Song by Lana Del Rey

from the album Big Eyes: Music from the Original Motion Picture
- Released: December 23, 2014
- Length: 4:41
- Label: Interscope
- Songwriters: Lana Del Rey; Dan Heath;
- Producer: Dan Heath

Audio
- "Big Eyes" on YouTube

= Big Eyes (song) =

2014 title track by Lana Del Rey

"Big Eyes" is a song by American singer and songwriter Lana Del Rey. It was written by Del Rey and producer Dan Heath and served as the title track to Tim Burton's film Big Eyes. It was officially released on December 23, 2014 via digital download by Interscope Records as part of the movie's soundtrack album. The song's lyrics make reference to the lead character's emotions as she discovers her paintings being sold in a supermarket in the middle of the film.

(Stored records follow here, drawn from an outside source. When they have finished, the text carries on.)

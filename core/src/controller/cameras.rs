use crate::controller::query::{next_number, Choice, Selection, TextQuery};
use crate::domain::{Camera, CameraDraft, CameraStatus};
use crate::generator::cameras::camera_id;
use crate::prelude::{CoreError, CoreResult, RecordFilter};
use crate::telemetry::LogManager;
use chrono::Utc;

#[derive(Debug, Clone, Default, PartialEq)]
pub struct CameraFilter {
    pub query: TextQuery,
    pub status: Choice<CameraStatus>,
}

impl RecordFilter<Camera> for CameraFilter {
    fn matches(&self, camera: &Camera) -> bool {
        self.query.matches_any([
            camera.name.as_str(),
            camera.location.as_str(),
            camera.id.as_str(),
        ]) && self.status.admits(&camera.status)
    }
}

/// State behind the camera management screen.
///
/// Toggles, removals, and additions apply to this roster's copy only. A
/// roster rebuilt from the store starts from the generated cameras again.
pub struct CameraRoster {
    cameras: Vec<Camera>,
    filter: CameraFilter,
    selected: Selection,
    logger: LogManager,
}

impl CameraRoster {
    pub fn new(cameras: Vec<Camera>) -> Self {
        Self {
            cameras,
            filter: CameraFilter::default(),
            selected: Selection::default(),
            logger: LogManager::new("cameras"),
        }
    }

    pub fn search(&mut self, text: &str) {
        self.filter.query = TextQuery::new(text);
    }

    pub fn set_status(&mut self, status: Choice<CameraStatus>) {
        self.filter.status = status;
    }

    pub fn filter(&self) -> &CameraFilter {
        &self.filter
    }

    pub fn records(&self) -> &[Camera] {
        &self.cameras
    }

    pub fn configured_count(&self) -> usize {
        self.cameras.len()
    }

    pub fn visible(&self) -> Vec<&Camera> {
        self.filter.apply(&self.cameras)
    }

    pub fn camera(&self, id: &str) -> Option<&Camera> {
        self.cameras.iter().find(|camera| camera.id == id)
    }

    pub fn toggle_selected(&mut self, id: &str) -> Option<&Camera> {
        self.camera(id)?;
        let selected = self.selected.toggle(id).map(str::to_string);
        selected.and_then(|id| self.camera(&id))
    }

    pub fn selected(&self) -> Option<&Camera> {
        self.selected.id().and_then(|id| self.camera(id))
    }

    /// Flips `enabled`. Disabling marks the camera inactive; enabling marks it
    /// active. The frame rate is left as it was.
    pub fn toggle(&mut self, id: &str) -> Option<&Camera> {
        let camera = self.cameras.iter_mut().find(|camera| camera.id == id)?;
        camera.status = if camera.enabled {
            CameraStatus::Inactive
        } else {
            CameraStatus::Active
        };
        camera.enabled = !camera.enabled;
        self.logger.record(&format!(
            "{} {}",
            camera.id,
            if camera.enabled { "enabled" } else { "disabled" }
        ));
        Some(&*camera)
    }

    pub fn remove(&mut self, id: &str) -> Option<Camera> {
        let position = self.cameras.iter().position(|camera| camera.id == id)?;
        self.selected.clear_if(id);
        let removed = self.cameras.remove(position);
        self.logger.record(&format!("{} removed", removed.id));
        Some(removed)
    }

    /// Appends a camera under the next free `cam-NNN` id. New cameras start
    /// enabled but inactive, with no frame rate until a feed reports in.
    pub fn add(&mut self, draft: CameraDraft) -> CoreResult<&Camera> {
        let name = draft.name.trim();
        if name.is_empty() {
            self.logger.reject("camera name is blank");
            return Err(CoreError::InvalidInput("camera name is required".into()));
        }
        if !draft.rtsp_url.starts_with("rtsp://") {
            self.logger
                .reject(&format!("rejected stream url {}", draft.rtsp_url));
            return Err(CoreError::InvalidInput(format!(
                "stream url must use rtsp://, got {}",
                draft.rtsp_url
            )));
        }

        let ids = self.cameras.iter().map(|camera| camera.id.as_str());
        let number = next_number(ids, "cam-");
        let camera = Camera {
            id: camera_id(number),
            name: name.to_string(),
            location: draft.location.trim().to_string(),
            status: CameraStatus::Inactive,
            rtsp_url: draft.rtsp_url,
            last_frame_timestamp: Utc::now(),
            fps: 0,
            detection_model: draft.detection_model,
            enabled: true,
        };
        self.logger
            .record(&format!("{} added at {}", camera.id, camera.location));
        self.cameras.push(camera);
        Ok(&self.cameras[self.cameras.len() - 1])
    }
}
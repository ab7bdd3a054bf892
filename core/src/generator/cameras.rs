use crate::domain::{Camera, CameraStatus, DetectionModel};
use crate::generator::policy::CAMERA_STATUS_POLICY;
use chrono::{DateTime, Duration, Utc};
use rand::Rng;

pub const LOCATIONS: [&str; 28] = [
    "Main Entrance",
    "Cash Counter A",
    "Cash Counter B",
    "Storage Room",
    "Aisle 1",
    "Aisle 2",
    "Aisle 3",
    "Aisle 4",
    "Aisle 5",
    "Back Door",
    "Parking Lot",
    "Electronics Section",
    "Jewelry Counter",
    "Warehouse",
    "Loading Dock",
    "Manager Office",
    "Break Room",
    "Pharmacy",
    "Self-Checkout",
    "Customer Service",
    "Deli Counter",
    "Produce Section",
    "Freezer Aisle",
    "Garden Center",
    "Fitting Room",
    "North Exit",
    "South Exit",
    "Roof Access",
];

const FPS_RANGE: std::ops::Range<u32> = 25..35;
const LAST_FRAME_WINDOW_MS: i64 = 60_000;
// Host octets 100..=254 on the camera subnet.
const HOST_OCTET_SPAN: usize = 155;

pub fn camera_id(number: usize) -> String {
    format!("cam-{:03}", number)
}

pub fn camera_name(number: usize) -> String {
    format!("CAM-{:03}", number)
}

/// Builds `count` cameras in roster order. Locations and detection models
/// cycle through their tables; status follows the camera status policy.
pub fn generate_cameras<R: Rng>(count: usize, rng: &mut R, now: DateTime<Utc>) -> Vec<Camera> {
    (0..count)
        .map(|index| {
            let status = CAMERA_STATUS_POLICY.assign(index);
            let fps = if status == CameraStatus::Active {
                rng.gen_range(FPS_RANGE)
            } else {
                0
            };
            let frame_age = Duration::milliseconds(rng.gen_range(0..LAST_FRAME_WINDOW_MS));
            let models = DetectionModel::ALL;

            Camera {
                id: camera_id(index + 1),
                name: camera_name(index + 1),
                location: LOCATIONS[index % LOCATIONS.len()].to_string(),
                status,
                rtsp_url: format!(
                    "rtsp://192.168.1.{}:554/stream{}",
                    100 + index % HOST_OCTET_SPAN,
                    index + 1
                ),
                last_frame_timestamp: now - frame_age,
                fps,
                detection_model: models[index % models.len()],
                enabled: status != CameraStatus::Error,
            }
        })
        .collect()
}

The song was nominated for Best Original Song at the 72nd Golden Globe Awards. On December 13, the song was shortlisted as one of 79 potential nominees for the Academy Awards for Best Original Song, but failed to earn a nomination.

==Background and composition==
Del Rey wrote and performed two songs for Big Eyes. The title track is heard during the film, while "I Can Fly" plays over the end credits. According to Larry Karaszewski, one of the film's producers, "Tim showed her the film and she fell in love with it. Women in particular seem to get the movie, and Lana really got the movie. The whole thing is about a woman who can't find her voice. Lana's song expresses what Margaret is feeling so perfectly, it's like a soliloquy of her inner thoughts."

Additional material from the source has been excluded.